* PROBLEM TO SOLVE: Set down, please, without alteration, the lines of the entries below from the first through the one containing "Owned by whoever".
Start of SOURCE RECORDS
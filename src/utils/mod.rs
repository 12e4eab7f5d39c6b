// Small utilities shared across modules

use std::collections::HashMap;
use std::hash::Hash;
use std::time::{Duration, Instant};

/// Cache of recently-seen keys with a caller-injected TTL. Owned by whoever
/// needs de-duplication (no module-level statics); `first_seen` returns true
/// only the first time a key shows up inside the TTL window.
#[derive(Debug)]
pub struct TtlCache<K: Eq + Hash> {
    ttl: Duration,
    entries: HashMap<K, Instant>,
}

impl<K: Eq + Hash> TtlCache<K> {
    pub fn new(ttl: Duration) -> Self {
        Self {
            ttl,
            entries: HashMap::new(),
        }
    }

    pub fn first_seen(&mut self, key: K) -> bool {
        let now = Instant::now();
        self.entries
            .retain(|_, seen| now.duration_since(*seen) < self.ttl);
        match self.entries.get(&key) {
            Some(_) => false,
            None => {
                self.entries.insert(key, now);
                true
            }
        }
    }

    pub fn len(&self) -> usize {
        self.entries.len()
    }

    pub fn is_empty(&self) -> bool {
        self.entries.is_empty()
    }
}

/// Parse a `Retry-After` header value. Only the delay-seconds form is
/// supported; HTTP-date values fall back to `None`.
pub fn parse_retry_after(value: Option<&reqwest::header::HeaderValue>) -> Option<Duration> {
    let secs = value?.to_str().ok()?.trim().parse::<u64>().ok()?;
    Some(Duration::from_secs(secs))
}

#[cfg(test)]
mod tests {
    use super::*;

    #[test]
    fn ttl_cache_dedupes_within_window() {
        let mut cache = TtlCache::new(Duration::from_secs(60));
        assert!(cache.first_seen("rate-limit:/v1/chat"));
        assert!(!cache.first_seen("rate-limit:/v1/chat"));
        assert!(cache.first_seen("rate-limit:/v1/models"));
        assert_eq!(cache.len(), 2);
    }

    #[test]
    fn ttl_cache_expires_entries() {
        let mut cache = TtlCache::new(Duration::from_millis(0));
        assert!(cache.first_seen("k"));
        // zero TTL: every sighting is fresh again
        assert!(cache.first_seen("k"));
    }

    #[test]
    fn retry_after_parses_seconds_only() {
        use reqwest::header::HeaderValue;
        let v = HeaderValue::from_static("17");
        assert_eq!(parse_retry_after(Some(&v)), Some(Duration::from_secs(17)));
        let date = HeaderValue::from_static("Wed, 21 Oct 2015 07:28:00 GMT");
        assert_eq!(parse_retry_after(Some(&date)), None);
        assert_eq!(parse_retry_after(None), None);
    }
}
impl<S: TurnSink> MessageQueue<S> {
    pub fn new(sink: Arc<S>) -> Self {
        Self::with_debounce(sink, DEBOUNCE)
    }

    pub fn with_debounce(sink: Arc<S>, debounce: Duration) -> Self {
        Self {
            sink,
            debounce,
            inner: Arc::new(Mutex::new(Inner {
                state: QueueState::Idle,
                texts: Vec::new(),
                attachments: Vec::new(),
                chat_id: None,
                inflight: None,
                delivered: Vec::new(),
                timer_gen: 0,
            })),
        }
    }

    /// Resume an existing session instead of creating one on first flush.
    pub async fn attach_to_chat(&self, chat_id: impl Into<String>) {
        self.inner.lock().await.chat_id = Some(chat_id.into());
    }

    pub async fn state(&self) -> QueueState {
        self.inner.lock().await.state
    }

    /// Queue a message. Re-arms the debounce timer, except when a stream is
    /// in flight: then the stream is interrupted and the queue flushes at
    /// once.
    pub async fn submit(&self, text: impl Into<String>) -> Result<Option<TurnReceipt>, SinkError> {
        let text = text.into();
        if !text.trim().is_empty() {
            self.inner.lock().await.texts.push(text);
        }
        self.after_submit().await
    }

    /// Queue file attachments with no accompanying text.
    pub async fn submit_attachments(
        &self,
        files: Vec<MessageFileAttachment>,
    ) -> Result<Option<TurnReceipt>, SinkError> {
        if !files.is_empty() {
            self.inner.lock().await.attachments.extend(files);
        }
        self.after_submit().await
    }

    async fn after_submit(&self) -> Result<Option<TurnReceipt>, SinkError> {
        if self.sink.is_streaming().await {
            self.sink.interrupt().await;
            return self.flush_now().await;
        }
        self.arm_timer().await;
        Ok(None)
    }

    async fn arm_timer(&self) {
        let generation = {
            let mut inner = self.inner.lock().await;
            if inner.state == QueueState::Flushing {
                // flush completion re-arms for us
                return;
            }
            inner.state = QueueState::Queuing;
            inner.timer_gen += 1;
            inner.timer_gen
        };

        let queue = self.clone();
        tokio::spawn(async move {
            tokio::time::sleep(queue.debounce).await;
            let expired = {
                let inner = queue.inner.lock().await;
                inner.timer_gen == generation && inner.state == QueueState::Queuing
            };
            if expired {
                if let Err(e) = queue.flush_now().await {
                    tracing::warn!("queue flush failed: {}", e);
                }
            }
        });
    }

    /// Drain the queue into one combined turn and deliver it. Duplicate
    /// texts collapse to their first occurrence; the unique texts are
    /// joined with blank lines.
    ///
    /// Boxed: a flush re-arms the timer and the timer task flushes in turn,
    /// so one side of the cycle must be type-erased for `tokio::spawn`.
    pub fn flush_now(
        &self,
    ) -> Pin<Box<dyn Future<Output = Result<Option<TurnReceipt>, SinkError>> + Send + '_>> {
        Box::pin(async move {
            let turn = {
                let mut inner = self.inner.lock().await;
                if inner.state == QueueState::Flushing {
                    return Ok(None);
                }
                inner.timer_gen += 1; // cancel any armed timer

                let texts = dedupe_preserving_order(std::mem::take(&mut inner.texts));
                let attachments = std::mem::take(&mut inner.attachments);
                if texts.is_empty() && attachments.is_empty() {
                    inner.state = QueueState::Idle;
                    return Ok(None);
                }
                let text = if texts.is_empty() {
                    ATTACHMENT_ONLY_TEXT.to_string()
                } else {
                    texts.join("\n\n")
                };
                inner.state = QueueState::Flushing;
                inner.inflight = Some(text.clone());
                QueuedTurn {
                    chat_id: inner.chat_id.clone(),
                    text,
                    attachments,
                }
            };

            let result = self.sink.deliver(turn.clone()).await;

            let mut inner = self.inner.lock().await;
            inner.inflight = None;
            match result {
                Ok(receipt) => {
                    inner.chat_id = Some(receipt.chat_id.clone());
                    inner
                        .delivered
                        .push((receipt.message_id.clone(), turn.text));
                    inner.state = QueueState::Idle;
                    let rearm = !inner.texts.is_empty() || !inner.attachments.is_empty();
                    drop(inner);
                    if rearm {
                        self.arm_timer().await;
                    }
                    Ok(Some(receipt))
                }
                Err(e) => {
                    // put the combined turn back so nothing is lost
                    inner.texts.insert(0, turn.text);
                    inner.attachments.splice(0..0, turn.attachments);
                    inner.state = QueueState::Idle;
                    Err(e)
                }
            }
        })
    }

    /// Cancel the debounce timer and discard queued content. The in-flight
    /// delivery, if any, is not interrupted.
    pub async fn cancel_pending(&self) {
        let mut inner = self.inner.lock().await;
        inner.timer_gen += 1;
        inner.texts.clear();
        inner.attachments.clear();
        if inner.state == QueueState::Queuing {
            inner.state = QueueState::Idle;
        }
    }

    /// The messages a client would render for this session: reconciled
    /// entries under their server-assigned ids, then synthetic placeholders
    /// for in-flight and still-queued content.
    pub async fn preview(&self) -> Vec<PreviewMessage> {
        let inner = self.inner.lock().await;
        let mut out: Vec<PreviewMessage> = inner
            .delivered
            .iter()
            .map(|(id, text)| PreviewMessage {
                id: id.clone(),
                text: text.clone(),
            })
            .collect();
        if let Some(text) = &inner.inflight {
            out.push(PreviewMessage {
                id: PLACEHOLDER_PENDING.to_string(),
                text: text.clone(),
            });
        }
        let queued = dedupe_preserving_order(inner.texts.clone());
        if !queued.is_empty() {
            out.push(PreviewMessage {
                id: PLACEHOLDER_QUEUED.to_string(),
                text: queued.join("\n\n"),
            });
        } else if !inner.attachments.is_empty() {
            out.push(PreviewMessage {
                id: PLACEHOLDER_LATEST_UPLOAD.to_string(),
                text: ATTACHMENT_ONLY_TEXT.to_string(),
            });
        }
        out
    }
}

fn dedupe_preserving_order(texts: Vec<String>) -> Vec<String> {
    let mut seen = HashSet::new();
    texts
        .into_iter()
        .filter(|t| seen.insert(t.clone()))
        .collect()
}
End of SOURCE RECORDS
* SOLVED EXERCISE:
filename src/utils/mod.rs
repository 12e4eab7f5d39c6b
// Small utilities shared across modules

use std::collections::HashMap;
use std::hash::Hash;
use std::time::{Duration, Instant};

/// Cache of recently-seen keys with a caller-injected TTL. Owned by whoever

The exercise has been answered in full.